Vernon was now eating his beans and toast, which must be stone-cold by now, with enthusiasm. “Exactly. Arthur can bring himself to selling breeding rights only by selling very few. Less than any other owner around. Can you imagine the profit from a horse like Criminal Type, whose progeny thus far have already won stakes races to the tune of eight or nine million? Ten colts, averaging, say, half a million apiece? And that’s only up to now.”

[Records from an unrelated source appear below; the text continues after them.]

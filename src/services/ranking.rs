use std::cmp::Ordering;
use std::collections::HashSet;

use rayon::prelude::*;

use crate::types::models::HolderRecord;

/// Wallets left out of the ranking, e.g. known whales and exchange wallets.
#[derive(Debug, Clone, Default)]
pub struct ExcludedAccounts {
    addresses: HashSet<String>,
}

impl ExcludedAccounts {
    pub fn new<I, S>(addresses: I) -> Self
    where
        I: IntoIterator<Item = S>,
        S: Into<String>,
    {
        Self {
            addresses: addresses.into_iter().map(Into::into).collect(),
        }
    }

    pub fn contains(&self, address: &str) -> bool {
        self.addresses.contains(address)
    }

    pub fn len(&self) -> usize {
        self.addresses.len()
    }

    pub fn is_empty(&self) -> bool {
        self.addresses.is_empty()
    }
}

/// Descending total balance, then ascending address.
fn rank_order(a: &HolderRecord, b: &HolderRecord) -> Ordering {
    b.total_balance
        .total_cmp(&a.total_balance)
        .then_with(|| a.address.cmp(&b.address))
}

/// Drops excluded wallets and assigns ranks `1..=N` by descending total
/// balance. Equal balances are ordered by address so the result does not
/// depend on input order.
pub fn rerank(holders: Vec<HolderRecord>, excluded: &ExcludedAccounts) -> Vec<HolderRecord> {
    let before = holders.len();
    let mut kept: Vec<HolderRecord> = holders
        .into_par_iter()
        .filter(|holder| !excluded.contains(&holder.address))
        .collect();

    if kept.len() < before {
        tracing::info!(
            "Excluded {} of {} holders ({} addresses on the exclusion list)",
            before - kept.len(),
            before,
            excluded.len()
        );
    }

    kept.par_sort_unstable_by(rank_order);
    for (position, holder) in kept.iter_mut().enumerate() {
        holder.rank = position as u64 + 1;
    }
    kept
}
pub mod models;
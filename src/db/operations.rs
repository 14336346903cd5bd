use anyhow::Result;
use clickhouse::Client;

use crate::db::schema::{DROP_HOLDERS_SQL, HOLDERS_SQL, HOLDERS_TABLE};
use crate::types::models::HolderRecord;

/// Drops the holder table and creates it empty.
pub async fn recreate_holders_table(client: &Client) -> Result<()> {
    tracing::info!("Recreating {} table...", HOLDERS_TABLE);
    client.query(DROP_HOLDERS_SQL).execute().await?;
    client.query(HOLDERS_SQL).execute().await?;
    Ok(())
}

/// Writes holders in fixed-size batches, one INSERT per batch.
///
/// Returns the number of rows written. The first failing batch aborts the
/// import.
pub async fn insert_holders(
    client: &Client,
    holders: &[HolderRecord],
    batch_size: usize,
) -> Result<usize> {
    let batch_size = batch_size.max(1);
    let mut written = 0;

    for (batch_number, batch) in holders.chunks(batch_size).enumerate() {
        let mut insert = client.insert(HOLDERS_TABLE)?;
        for holder in batch {
            insert.write(holder).await?;
        }
        insert.end().await.map_err(|e| {
            anyhow::anyhow!("Failed to import batch {}: {}", batch_number + 1, e)
        })?;

        written += batch.len();
        tracing::info!(
            "Batch {} imported ({} rows, {}/{} total)",
            batch_number + 1,
            batch.len(),
            written,
            holders.len()
        );
    }

    Ok(written)
}
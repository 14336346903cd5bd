use std::collections::HashMap;

use async_trait::async_trait;

use crate::db::store::{validate_holders, HolderStore, StoreError};
use crate::types::models::{BalanceSums, HolderRecord};

/// Running balance sums over rank-sorted rows.
///
/// Entry `i` holds the sums of the first `i` rows, so entry 0 is all zeros and
/// the last entry is the whole-table total.
#[derive(Debug, Clone, Default)]
pub struct PrefixSumTable {
    sums: Vec<BalanceSums>,
}

impl PrefixSumTable {
    pub fn build(rows: &[HolderRecord]) -> Self {
        let mut sums = Vec::with_capacity(rows.len() + 1);
        let mut running = BalanceSums::default();
        sums.push(running);
        for row in rows {
            running.mito += row.mito_balance;
            running.wmito += row.wmito_balance;
            running.total += row.total_balance;
            sums.push(running);
        }
        Self { sums }
    }

    /// Sums of the first `len` rows; `len` past the end is the full total.
    pub fn through(&self, len: usize) -> BalanceSums {
        let last = self.sums.len().saturating_sub(1);
        self.sums.get(len.min(last)).copied().unwrap_or_default()
    }
}

/// Immutable in-memory holder table, sorted by rank.
#[derive(Debug, Clone, Default)]
pub struct MemoryStore {
    rows: Vec<HolderRecord>,
    by_address: HashMap<String, usize>,
    prefix: PrefixSumTable,
}

impl MemoryStore {
    pub fn new(mut rows: Vec<HolderRecord>) -> Result<Self, StoreError> {
        rows.sort_by_key(|row| row.rank);
        validate_holders(&rows)?;
        tracing::info!("Loaded {} holders into memory", rows.len());

        let by_address = rows
            .iter()
            .enumerate()
            .map(|(position, row)| (row.address.clone(), position))
            .collect();
        let prefix = PrefixSumTable::build(&rows);
        Ok(Self {
            rows,
            by_address,
            prefix,
        })
    }

    pub fn len(&self) -> usize {
        self.rows.len()
    }

    pub fn is_empty(&self) -> bool {
        self.rows.is_empty()
    }

    /// Number of rows with `rank <= max_rank`.
    fn rows_through(&self, max_rank: u64) -> usize {
        self.rows.partition_point(|row| row.rank <= max_rank)
    }
}

#[async_trait]
impl HolderStore for MemoryStore {
    async fn get_by_address(&self, address: &str) -> Result<Option<HolderRecord>, StoreError> {
        Ok(self
            .by_address
            .get(address)
            .map(|&position| self.rows[position].clone()))
    }

    async fn get_page(&self, limit: u64, offset: u64) -> Result<Vec<HolderRecord>, StoreError> {
        let offset = usize::try_from(offset).unwrap_or(usize::MAX);
        let limit = usize::try_from(limit).unwrap_or(usize::MAX);
        Ok(self.rows.iter().skip(offset).take(limit).cloned().collect())
    }

    async fn count(&self) -> Result<u64, StoreError> {
        Ok(self.rows.len() as u64)
    }

    async fn get_range(
        &self,
        from_rank: u64,
        to_rank: u64,
    ) -> Result<Vec<HolderRecord>, StoreError> {
        if to_rank < from_rank {
            return Ok(Vec::new());
        }
        let start = self.rows.partition_point(|row| row.rank < from_rank);
        let end = self.rows_through(to_rank);
        Ok(self.rows[start..end].to_vec())
    }

    async fn get_top_n(&self, n: u64) -> Result<Vec<HolderRecord>, StoreError> {
        Ok(self.rows[..self.rows_through(n)].to_vec())
    }

    async fn sum_balances(&self, max_rank: Option<u64>) -> Result<BalanceSums, StoreError> {
        let len = match max_rank {
            Some(max_rank) => self.rows_through(max_rank),
            None => self.rows.len(),
        };
        Ok(self.prefix.through(len))
    }

    async fn cohort_totals(&self, max_ranks: &[u64]) -> Result<Vec<f64>, StoreError> {
        Ok(max_ranks
            .iter()
            .map(|&max_rank| self.prefix.through(self.rows_through(max_rank)).total)
            .collect())
    }
}

#[cfg(test)]
mod tests {
    use super::*;

    fn holder(rank: u64, address: &str, mito: f64, wmito: f64) -> HolderRecord {
        HolderRecord {
            rank,
            address: address.to_string(),
            mito_balance: mito,
            wmito_balance: wmito,
            total_balance: mito + wmito,
        }
    }

    fn sample_store(n: u64) -> MemoryStore {
        let rows = (1..=n)
            .map(|rank| holder(rank, &format!("0x{rank:04}"), (n - rank + 1) as f64, 1.0))
            .collect();
        MemoryStore::new(rows).unwrap()
    }

    #[test]
    fn prefix_sums_accumulate_every_column() {
        let rows = vec![holder(1, "0xA", 3.0, 1.0), holder(2, "0xB", 2.0, 0.5)];
        let table = PrefixSumTable::build(&rows);

        assert_eq!(table.through(0), BalanceSums::default());
        assert_eq!(
            table.through(1),
            BalanceSums {
                mito: 3.0,
                wmito: 1.0,
                total: 4.0
            }
        );
        assert_eq!(table.through(2).total, 6.5);
        assert_eq!(table.through(99).total, 6.5);
    }

    #[test]
    fn rejects_duplicate_ranks_and_addresses() {
        let dup_rank =
            MemoryStore::new(vec![holder(1, "0xA", 1.0, 0.0), holder(1, "0xB", 1.0, 0.0)]);
        assert!(matches!(dup_rank, Err(StoreError::InvalidData(_))));

        let dup_address =
            MemoryStore::new(vec![holder(1, "0xA", 1.0, 0.0), holder(2, "0xA", 1.0, 0.0)]);
        assert!(matches!(dup_address, Err(StoreError::InvalidData(_))));

        let zero_rank = MemoryStore::new(vec![holder(0, "0xA", 1.0, 0.0)]);
        assert!(matches!(zero_rank, Err(StoreError::InvalidData(_))));
    }

    #[test]
    fn sorts_unordered_input_by_rank() {
        let store = MemoryStore::new(vec![
            holder(3, "0xC", 1.0, 0.0),
            holder(1, "0xA", 3.0, 0.0),
            holder(2, "0xB", 2.0, 0.0),
        ])
        .unwrap();
        let ranks: Vec<u64> = store.rows.iter().map(|row| row.rank).collect();
        assert_eq!(ranks, vec![1, 2, 3]);
    }

    #[tokio::test]
    async fn address_lookup_matches_last_of_top_n() {
        let store = sample_store(25);
        for rank in 1..=25u64 {
            let top = store.get_top_n(rank).await.unwrap();
            let last = top.last().unwrap();
            let found = store.get_by_address(&last.address).await.unwrap().unwrap();
            assert_eq!(&found, last);
            assert_eq!(found.rank, rank);
        }
        assert!(store.get_by_address("0xZZZ").await.unwrap().is_none());
    }

    #[tokio::test]
    async fn pages_reconstruct_full_sequence() {
        let store = sample_store(23);
        let total = store.count().await.unwrap();
        for limit in [1u64, 5, 7, 23, 50] {
            let pages = total.div_ceil(limit);
            let mut ranks = Vec::new();
            for page in 1..=pages {
                let rows = store.get_page(limit, (page - 1) * limit).await.unwrap();
                if page == pages {
                    assert_eq!(rows.len() as u64, total - limit * (pages - 1));
                }
                ranks.extend(rows.into_iter().map(|row| row.rank));
            }
            assert_eq!(ranks, (1..=total).collect::<Vec<_>>());
        }
    }

    #[tokio::test]
    async fn range_is_inclusive_and_clipped_to_table() {
        let store = sample_store(10);
        assert_eq!(store.get_range(2, 5).await.unwrap().len(), 4);
        assert_eq!(store.get_range(7, 7).await.unwrap()[0].rank, 7);
        assert_eq!(store.get_range(8, 20).await.unwrap().len(), 3);
        assert!(store.get_range(11, 20).await.unwrap().is_empty());
        assert!(store.get_range(5, 4).await.unwrap().is_empty());
    }

    #[tokio::test]
    async fn full_sum_equals_sum_over_range() {
        let store = sample_store(40);
        let full = store.sum_balances(None).await.unwrap();
        let rows = store.get_range(1, 40).await.unwrap();
        let total: f64 = rows.iter().map(|row| row.total_balance).sum();
        let mito: f64 = rows.iter().map(|row| row.mito_balance).sum();
        assert_eq!(full.total, total);
        assert_eq!(full.mito, mito);
        assert_eq!(full.wmito, 40.0);
    }

    #[tokio::test]
    async fn cohort_totals_follow_rank_prefixes() {
        let store = sample_store(4);
        // totals per rank: 5, 4, 3, 2
        let totals = store.cohort_totals(&[0, 1, 2, 100]).await.unwrap();
        assert_eq!(totals, vec![0.0, 5.0, 9.0, 14.0]);
        let restricted = store.sum_balances(Some(2)).await.unwrap();
        assert_eq!(restricted.total, 9.0);
    }

    #[tokio::test]
    async fn reads_tolerate_rank_gaps() {
        let store = MemoryStore::new(vec![
            holder(1, "0xA", 5.0, 0.0),
            holder(2, "0xB", 4.0, 0.0),
            holder(5, "0xC", 1.0, 0.0),
        ])
        .unwrap();
        assert_eq!(store.get_top_n(4).await.unwrap().len(), 2);
        assert_eq!(store.get_range(3, 5).await.unwrap()[0].address, "0xC");
        assert_eq!(store.sum_balances(Some(4)).await.unwrap().total, 9.0);
    }

    #[tokio::test]
    async fn empty_store_reads_are_empty() {
        let store = MemoryStore::default();
        assert!(store.is_empty());
        assert_eq!(store.count().await.unwrap(), 0);
        assert!(store.get_page(50, 0).await.unwrap().is_empty());
        assert_eq!(store.sum_balances(None).await.unwrap(), BalanceSums::default());
        assert_eq!(store.cohort_totals(&[100]).await.unwrap(), vec![0.0]);
    }
}
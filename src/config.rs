use std::{env, net::SocketAddr, path::PathBuf, str::FromStr};

use anyhow::{anyhow, Context, Result};
use dotenv::dotenv;

#[derive(Debug, Clone, Copy, PartialEq, Eq)]
pub enum StoreBackend {
    Memory,
    ClickHouse,
}

impl FromStr for StoreBackend {
    type Err = anyhow::Error;

    fn from_str(s: &str) -> Result<Self> {
        match s.trim().to_ascii_lowercase().as_str() {
            "memory" => Ok(StoreBackend::Memory),
            "clickhouse" => Ok(StoreBackend::ClickHouse),
            other => Err(anyhow!(
                "Unknown store backend '{}', expected 'memory' or 'clickhouse'",
                other
            )),
        }
    }
}

#[derive(Debug, Clone)]
pub struct Config {
    pub listen_addr: SocketAddr,
    pub backend: StoreBackend,
    pub csv_path: PathBuf,
    pub rerank: bool,
    pub excluded_addresses: Vec<String>,
    pub clickhouse_url: String,
    pub clickhouse_database: String,
    pub connect_retries: u32,
    pub import_batch_size: usize,
}

impl Config {
    /// Reads settings from the process environment, after loading `.env`.
    pub fn from_env() -> Result<Self> {
        dotenv().ok();
        Self::from_lookup(|key| env::var(key).ok())
    }

    pub fn from_lookup<F>(lookup: F) -> Result<Self>
    where
        F: Fn(&str) -> Option<String>,
    {
        let var = |key: &str, default: &str| lookup(key).unwrap_or_else(|| default.to_string());

        let listen_addr = var("HOLDERS_LISTEN_ADDR", "0.0.0.0:8000")
            .parse()
            .context("Invalid HOLDERS_LISTEN_ADDR")?;
        let backend = var("HOLDERS_BACKEND", "memory").parse()?;
        let rerank = parse_bool(&var("HOLDERS_RERANK", "false"))
            .context("Invalid HOLDERS_RERANK")?;
        let excluded_addresses = var("HOLDERS_EXCLUDED_ADDRESSES", "")
            .split(',')
            .map(|s| s.trim().to_string())
            .filter(|s| !s.is_empty())
            .collect();
        let connect_retries = var("CLICKHOUSE_CONNECT_RETRIES", "5")
            .parse()
            .context("Invalid CLICKHOUSE_CONNECT_RETRIES")?;
        let import_batch_size: usize = var("IMPORT_BATCH_SIZE", "10000")
            .parse()
            .context("Invalid IMPORT_BATCH_SIZE")?;
        if import_batch_size == 0 {
            return Err(anyhow!("IMPORT_BATCH_SIZE must be at least 1"));
        }

        Ok(Self {
            listen_addr,
            backend,
            csv_path: PathBuf::from(var("HOLDERS_CSV_PATH", "reranked_holders.csv")),
            rerank,
            excluded_addresses,
            clickhouse_url: var("CLICKHOUSE_URL", "http://localhost:8123"),
            clickhouse_database: var("CLICKHOUSE_DATABASE", "default"),
            connect_retries,
            import_batch_size,
        })
    }
}

fn parse_bool(value: &str) -> Result<bool> {
    match value.trim().to_ascii_lowercase().as_str() {
        "1" | "true" | "yes" | "on" => Ok(true),
        "0" | "false" | "no" | "off" | "" => Ok(false),
        other => Err(anyhow!("'{}' is not a boolean", other)),
    }
}
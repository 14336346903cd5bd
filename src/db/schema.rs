pub const HOLDERS_TABLE: &str = "holders";

pub const HOLDERS_SQL: &str = r#"
CREATE TABLE IF NOT EXISTS holders (
    rank UInt64,
    address String,
    mito_balance Float64,
    wmito_balance Float64,
    total_balance Float64,
    INDEX idx_address address TYPE bloom_filter GRANULARITY 1,
    INDEX idx_total_balance total_balance TYPE minmax GRANULARITY 1
) ENGINE = MergeTree()
ORDER BY rank
"#;

pub const DROP_HOLDERS_SQL: &str = "DROP TABLE IF EXISTS holders";
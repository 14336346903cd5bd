pub mod init;
pub mod memory;
pub mod operations;
pub mod queries;
pub mod schema;
pub mod store;

use std::sync::Arc;

use anyhow::Result;

use crate::config::{Config, StoreBackend};
use crate::services::loader::load_holders_from_path;
use crate::services::ranking::{rerank, ExcludedAccounts};
use crate::types::models::HolderRecord;

pub use memory::{MemoryStore, PrefixSumTable};
pub use queries::ClickHouseStore;
pub use store::{HolderStore, StoreError};

/// Reads the configured CSV, reranking it first when configured to.
pub fn load_configured_holders(config: &Config) -> Result<Vec<HolderRecord>> {
    let holders = load_holders_from_path(&config.csv_path)?;
    if config.rerank {
        let excluded = ExcludedAccounts::new(config.excluded_addresses.iter().cloned());
        return Ok(rerank(holders, &excluded));
    }
    Ok(holders)
}

/// Builds the store handle the server shares across requests.
pub async fn open_store(config: &Config) -> Result<Arc<dyn HolderStore>> {
    match config.backend {
        StoreBackend::Memory => {
            let holders = load_configured_holders(config)?;
            Ok(Arc::new(MemoryStore::new(holders)?))
        }
        StoreBackend::ClickHouse => {
            let client = init::connect_to_clickhouse(
                &config.clickhouse_url,
                &config.clickhouse_database,
                config.connect_retries,
            )
            .await?;
            init::init_database(&client).await?;
            Ok(Arc::new(ClickHouseStore::new(client)))
        }
    }
}
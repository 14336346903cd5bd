use async_trait::async_trait;
use clickhouse::{Client, Row};
use serde::Deserialize;

use crate::db::store::{HolderStore, StoreError};
use crate::types::models::{BalanceSums, HolderRecord};

const HOLDER_COLUMNS: &str = "rank, address, mito_balance, wmito_balance, total_balance";

#[derive(Debug, Row, Deserialize)]
struct CohortRow {
    totals: Vec<f64>,
}

/// Holder store backed by the ClickHouse `holders` table.
#[derive(Clone)]
pub struct ClickHouseStore {
    client: Client,
}

impl ClickHouseStore {
    pub fn new(client: Client) -> Self {
        Self { client }
    }
}

#[async_trait]
impl HolderStore for ClickHouseStore {
    async fn get_by_address(&self, address: &str) -> Result<Option<HolderRecord>, StoreError> {
        let holder = self
            .client
            .query(&format!(
                "SELECT {HOLDER_COLUMNS} FROM holders WHERE address = ? LIMIT 1"
            ))
            .bind(address)
            .fetch_one::<HolderRecord>()
            .await;

        match holder {
            Ok(holder) => Ok(Some(holder)),
            Err(clickhouse::error::Error::RowNotFound) => Ok(None),
            Err(e) => Err(e.into()),
        }
    }

    async fn get_page(&self, limit: u64, offset: u64) -> Result<Vec<HolderRecord>, StoreError> {
        tracing::debug!("Fetching holders page: limit={}, offset={}", limit, offset);
        let rows = self
            .client
            .query(&format!(
                "SELECT {HOLDER_COLUMNS} FROM holders ORDER BY rank ASC LIMIT ? OFFSET ?"
            ))
            .bind(limit)
            .bind(offset)
            .fetch_all::<HolderRecord>()
            .await?;
        Ok(rows)
    }

    async fn count(&self) -> Result<u64, StoreError> {
        let count = self
            .client
            .query("SELECT count() FROM holders")
            .fetch_one::<u64>()
            .await?;
        Ok(count)
    }

    async fn get_range(
        &self,
        from_rank: u64,
        to_rank: u64,
    ) -> Result<Vec<HolderRecord>, StoreError> {
        let rows = self
            .client
            .query(&format!(
                "SELECT {HOLDER_COLUMNS} FROM holders
                 WHERE rank >= ? AND rank <= ?
                 ORDER BY rank ASC"
            ))
            .bind(from_rank)
            .bind(to_rank)
            .fetch_all::<HolderRecord>()
            .await?;
        Ok(rows)
    }

    async fn get_top_n(&self, n: u64) -> Result<Vec<HolderRecord>, StoreError> {
        let rows = self
            .client
            .query(&format!(
                "SELECT {HOLDER_COLUMNS} FROM holders WHERE rank <= ? ORDER BY rank ASC"
            ))
            .bind(n)
            .fetch_all::<HolderRecord>()
            .await?;
        Ok(rows)
    }

    async fn sum_balances(&self, max_rank: Option<u64>) -> Result<BalanceSums, StoreError> {
        let select = "SELECT
                toFloat64(sum(mito_balance)) AS mito,
                toFloat64(sum(wmito_balance)) AS wmito,
                toFloat64(sum(total_balance)) AS total
            FROM holders";

        let query = match max_rank {
            Some(max_rank) => self
                .client
                .query(&format!("{select} WHERE rank <= ?"))
                .bind(max_rank),
            None => self.client.query(select),
        };
        Ok(query.fetch_one::<BalanceSums>().await?)
    }

    async fn cohort_totals(&self, max_ranks: &[u64]) -> Result<Vec<f64>, StoreError> {
        if max_ranks.is_empty() {
            return Ok(Vec::new());
        }

        // One scan: a sumIf per cohort, collected into a single array column.
        let columns =
            vec!["toFloat64(sumIf(total_balance, rank <= ?))"; max_ranks.len()].join(", ");
        let mut query = self
            .client
            .query(&format!("SELECT [{columns}] AS totals FROM holders"));
        for &max_rank in max_ranks {
            query = query.bind(max_rank);
        }

        let row = query.fetch_one::<CohortRow>().await?;
        tracing::debug!("Cohort totals for {:?}: {:?}", max_ranks, row.totals);
        Ok(row.totals)
    }
}
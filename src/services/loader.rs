use std::{fs::File, io::Read, path::Path};

use csv::{ReaderBuilder, StringRecord, Trim};

use crate::db::store::StoreError;
use crate::types::models::HolderRecord;

const REQUIRED_COLUMNS: [&str; 5] = [
    "rank",
    "address",
    "mito_balance",
    "wmito_balance",
    "total_balance",
];

/// Positions of the required columns in the CSV header.
#[derive(Debug, Clone, Copy, PartialEq, Eq)]
struct ColumnIndex {
    rank: usize,
    address: usize,
    mito: usize,
    wmito: usize,
    total: usize,
}

impl ColumnIndex {
    fn from_headers(headers: &StringRecord) -> Result<Self, StoreError> {
        let names: Vec<String> = headers
            .iter()
            .map(|h| h.trim().trim_start_matches('\u{feff}').to_string())
            .collect();
        let find = |column: &str| names.iter().position(|name| name == column);

        match (
            find("rank"),
            find("address"),
            find("mito_balance"),
            find("wmito_balance"),
            find("total_balance"),
        ) {
            (Some(rank), Some(address), Some(mito), Some(wmito), Some(total)) => Ok(Self {
                rank,
                address,
                mito,
                wmito,
                total,
            }),
            _ => Err(StoreError::InvalidData(format!(
                "Required columns not found in CSV. Found {:?}, looking for {}",
                names,
                REQUIRED_COLUMNS.join(", ")
            ))),
        }
    }

    fn max(&self) -> usize {
        self.rank
            .max(self.address)
            .max(self.mito)
            .max(self.wmito)
            .max(self.total)
    }
}

pub fn load_holders_from_path(path: &Path) -> Result<Vec<HolderRecord>, StoreError> {
    tracing::info!("Reading holders from {}", path.display());
    let file = File::open(path)?;
    read_holders(file)
}

/// Parses holder rows from CSV.
///
/// Columns are matched by header name. Numbers that fail to parse become 0;
/// rows that are too short or have an empty address are skipped.
pub fn read_holders<R: Read>(reader: R) -> Result<Vec<HolderRecord>, StoreError> {
    let mut reader = ReaderBuilder::new()
        .has_headers(true)
        .flexible(true)
        .trim(Trim::All)
        .from_reader(reader);

    let columns = ColumnIndex::from_headers(reader.headers()?)?;
    tracing::debug!("CSV column indices: {:?}", columns);

    let mut holders = Vec::new();
    let mut skipped = 0usize;
    for record in reader.records() {
        let record = record?;
        if record.len() <= columns.max() {
            skipped += 1;
            continue;
        }

        let address = record[columns.address].trim();
        if address.is_empty() {
            skipped += 1;
            continue;
        }

        holders.push(HolderRecord {
            rank: parse_rank(&record[columns.rank]),
            address: address.to_string(),
            mito_balance: parse_balance(&record[columns.mito]),
            wmito_balance: parse_balance(&record[columns.wmito]),
            total_balance: parse_balance(&record[columns.total]),
        });
    }

    if skipped > 0 {
        tracing::warn!("Skipped {} CSV rows with missing columns or address", skipped);
    }
    tracing::info!("Processed {} rows from CSV", holders.len());
    Ok(holders)
}

fn parse_rank(value: &str) -> u64 {
    value.trim().parse().unwrap_or(0)
}

fn parse_balance(value: &str) -> f64 {
    value
        .trim()
        .parse::<f64>()
        .ok()
        .filter(|v| v.is_finite())
        .unwrap_or(0.0)
}
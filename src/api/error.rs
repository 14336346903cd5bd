use axum::{
    extract::rejection::PathRejection,
    http::StatusCode,
    response::{IntoResponse, Response},
    Json,
};
use serde::Serialize;
use thiserror::Error;

use crate::db::store::StoreError;

#[derive(Error, Debug)]
pub enum ApiError {
    #[error("{0}")]
    Validation(String),
    #[error("{0}")]
    NotFound(String),
    #[error("{0}")]
    Internal(String),
}

impl From<StoreError> for ApiError {
    fn from(err: StoreError) -> Self {
        ApiError::Internal(err.to_string())
    }
}

impl From<PathRejection> for ApiError {
    fn from(rejection: PathRejection) -> Self {
        ApiError::Validation(rejection.body_text())
    }
}

#[derive(Serialize)]
struct ErrorResponse {
    success: bool,
    error: String,
}

impl ApiError {
    pub fn status(&self) -> StatusCode {
        match self {
            ApiError::Validation(_) => StatusCode::BAD_REQUEST,
            ApiError::NotFound(_) => StatusCode::NOT_FOUND,
            ApiError::Internal(_) => StatusCode::INTERNAL_SERVER_ERROR,
        }
    }
}

impl IntoResponse for ApiError {
    fn into_response(self) -> Response {
        let status = self.status();
        if let ApiError::Internal(message) = &self {
            tracing::error!("API Error: {}", message);
        }

        let body = Json(ErrorResponse {
            success: false,
            error: self.to_string(),
        });

        (status, body).into_response()
    }
}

“A horse such as Aqueduct would be worth a fortune, then, theoretically?”
The waitress was hovering, pouring a small waterfall of hot coffee into their cups. Melrose noticed a paler circle of skin where a wedding band had once been and wondered why she’d taken it off.
Vernon shook his head. “As I said, no one else could run him or breed him under the Aqueduct name.” Vernon drew a crumpled pack of cigarettes from an inner pocket, together with a lighter. It could easily have been traded for a share in Aqueduct. It was platinum. As Melrose took a cigarette and leaned over so Vernon could light it, he wondered just how much money the man had.
“Do Little Chefs have a no-smoking section?”
“It’s not this one, wherever it is,” Vernon said.
TWENTY-TWO
“Back to square one,” said Melrose early the next morning as he sat in Jury’s hospital room. “Abducted. Horse hijacked. Square one.” “Considering you actually witnessed this woman whom nobody knows talking to someone in the Grave Maurice, I’d hardly say we’re back to square one. You might be the only person who has a line on her. You said she was talking about Nell Ryder?”